━━━━━ Input for this task ━━━━━

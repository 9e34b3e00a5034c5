//! Configuration for the object storage client
//!
//! The oss tool is configured entirely through environment variables. They are
//! read once into an [`OssConfig`] which is then handed to the client factory,
//! so nothing below the command layer looks at the process environment.

/// Bucket base URL, e.g. `https://assets-1250000000.cos.ap-guangzhou.myqcloud.com`
pub const ENV_HOST: &str = "OSS_HOST";

/// Secret ID used to sign requests
pub const ENV_SECRET_ID: &str = "OSS_SECRET_ID";

/// Secret key used to sign requests
pub const ENV_SECRET_KEY: &str = "OSS_SECRET_KEY";

/// Optional signing region override
pub const ENV_REGION: &str = "OSS_REGION";

/// Optional override for the domain printed after a successful push
pub const ENV_PUBLIC_DOMAIN: &str = "OSS_PUBLIC_DOMAIN";

/// Domain printed in front of pushed object keys.
///
/// This is a fixed front-end domain and is not derived from `OSS_HOST`.
/// Scripts parse the printed URL, so the value must stay stable.
pub const DEFAULT_PUBLIC_DOMAIN: &str = "oss.xiaoyuantongbbs.cn";

/// Connection settings for the object storage client
#[derive(Debug, Clone, PartialEq, Eq)]
pub struct OssConfig {
    /// Bucket base URL
    pub host: String,

    /// Secret ID
    pub secret_id: String,

    /// Secret key
    pub secret_key: String,

    /// Signing region; inferred from the host when absent
    pub region: Option<String>,

    /// Domain used to build public object URLs
    pub public_domain: String,
}

impl OssConfig {
    /// Create a configuration from explicit values
    pub fn new(
        host: impl Into<String>,
        secret_id: impl Into<String>,
        secret_key: impl Into<String>,
    ) -> Self {
        Self {
            host: host.into(),
            secret_id: secret_id.into(),
            secret_key: secret_key.into(),
            region: None,
            public_domain: DEFAULT_PUBLIC_DOMAIN.to_string(),
        }
    }

    /// Read the configuration from the process environment
    pub fn from_env() -> Self {
        Self::from_lookup(|name| std::env::var(name).ok())
    }

    /// Read the configuration through an arbitrary lookup function
    ///
    /// Unset credentials are read as empty strings; they are not validated
    /// here and only fail once a request is signed and sent.
    pub fn from_lookup<F>(lookup: F) -> Self
    where
        F: Fn(&str) -> Option<String>,
    {
        let region = lookup(ENV_REGION).filter(|r| !r.is_empty());
        let public_domain = lookup(ENV_PUBLIC_DOMAIN)
            .filter(|d| !d.is_empty())
            .unwrap_or_else(|| DEFAULT_PUBLIC_DOMAIN.to_string());

        Self {
            host: lookup(ENV_HOST).unwrap_or_default(),
            secret_id: lookup(ENV_SECRET_ID).unwrap_or_default(),
            secret_key: lookup(ENV_SECRET_KEY).unwrap_or_default(),
            region,
            public_domain,
        }
    }

    /// Public URL of an object, as printed after a push
    pub fn public_url(&self, key: &str) -> String {
        format!("{}/{}", self.public_domain.trim_end_matches('/'), key)
    }
}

━━━━━

[Problem to solve] An exact copy of every entry is what is needed here.

[Exercise result]
repository 9e34b3e00a5034c5
//! Configuration for the object storage client
//!
//! The oss tool is configured entirely through environment variables. They are
//! read once into an [`OssConfig`] which is then handed to the client factory,
//! so nothing below the command layer looks at the process environment.

/// Bucket base URL, e.g. `https://assets-1250000000.cos.ap-guangzhou.myqcloud.com`
pub const ENV_HOST: &str = "OSS_HOST";

/// Secret ID used to sign requests
pub const ENV_SECRET_ID: &str = "OSS_SECRET_ID";

/// Secret key used to sign requests
pub const ENV_SECRET_KEY: &str = "OSS_SECRET_KEY";

/// Optional signing region override
pub const ENV_REGION: &str = "OSS_REGION";

/// Optional override for the domain printed after a successful push
pub const ENV_PUBLIC_DOMAIN: &str = "OSS_PUBLIC_DOMAIN";

/// Domain printed in front of pushed object keys.
///
/// This is a fixed front-end domain and is not derived from `OSS_HOST`.
/// Scripts parse the printed URL, so the value must stay stable.
pub const DEFAULT_PUBLIC_DOMAIN: &str = "oss.xiaoyuantongbbs.cn";

/// Connection settings for the object storage client
#[derive(Debug, Clone, PartialEq, Eq)]
pub struct OssConfig {
    /// Bucket base URL
    pub host: String,

    /// Secret ID
    pub secret_id: String,

    /// Secret key
    pub secret_key: String,

    /// Signing region; inferred from the host when absent
    pub region: Option<String>,

    /// Domain used to build public object URLs
    pub public_domain: String,
}

impl OssConfig {
    /// Create a configuration from explicit values
    pub fn new(
        host: impl Into<String>,
        secret_id: impl Into<String>,
        secret_key: impl Into<String>,
    ) -> Self {
        Self {
            host: host.into(),
            secret_id: secret_id.into(),
            secret_key: secret_key.into(),
            region: None,
            public_domain: DEFAULT_PUBLIC_DOMAIN.to_string(),
        }
    }

    /// Read the configuration from the process environment
    pub fn from_env() -> Self {
        Self::from_lookup(|name| std::env::var(name).ok())
    }

    /// Read the configuration through an arbitrary lookup function
    ///
    /// Unset credentials are read as empty strings; they are not validated
    /// here and only fail once a request is signed and sent.
    pub fn from_lookup<F>(lookup: F) -> Self
    where
        F: Fn(&str) -> Option<String>,
    {
        let region = lookup(ENV_REGION).filter(|r| !r.is_empty());
        let public_domain = lookup(ENV_PUBLIC_DOMAIN)
            .filter(|d| !d.is_empty())
            .unwrap_or_else(|| DEFAULT_PUBLIC_DOMAIN.to_string());

        Self {
            host: lookup(ENV_HOST).unwrap_or_default(),
            secret_id: lookup(ENV_SECRET_ID).unwrap_or_default(),
            secret_key: lookup(ENV_SECRET_KEY).unwrap_or_default(),
            region,
            public_domain,
        }
    }

    /// Public URL of an object, as printed after a push
    pub fn public_url(&self, key: &str) -> String {
        format!("{}/{}", self.public_domain.trim_end_matches('/'), key)
    }
}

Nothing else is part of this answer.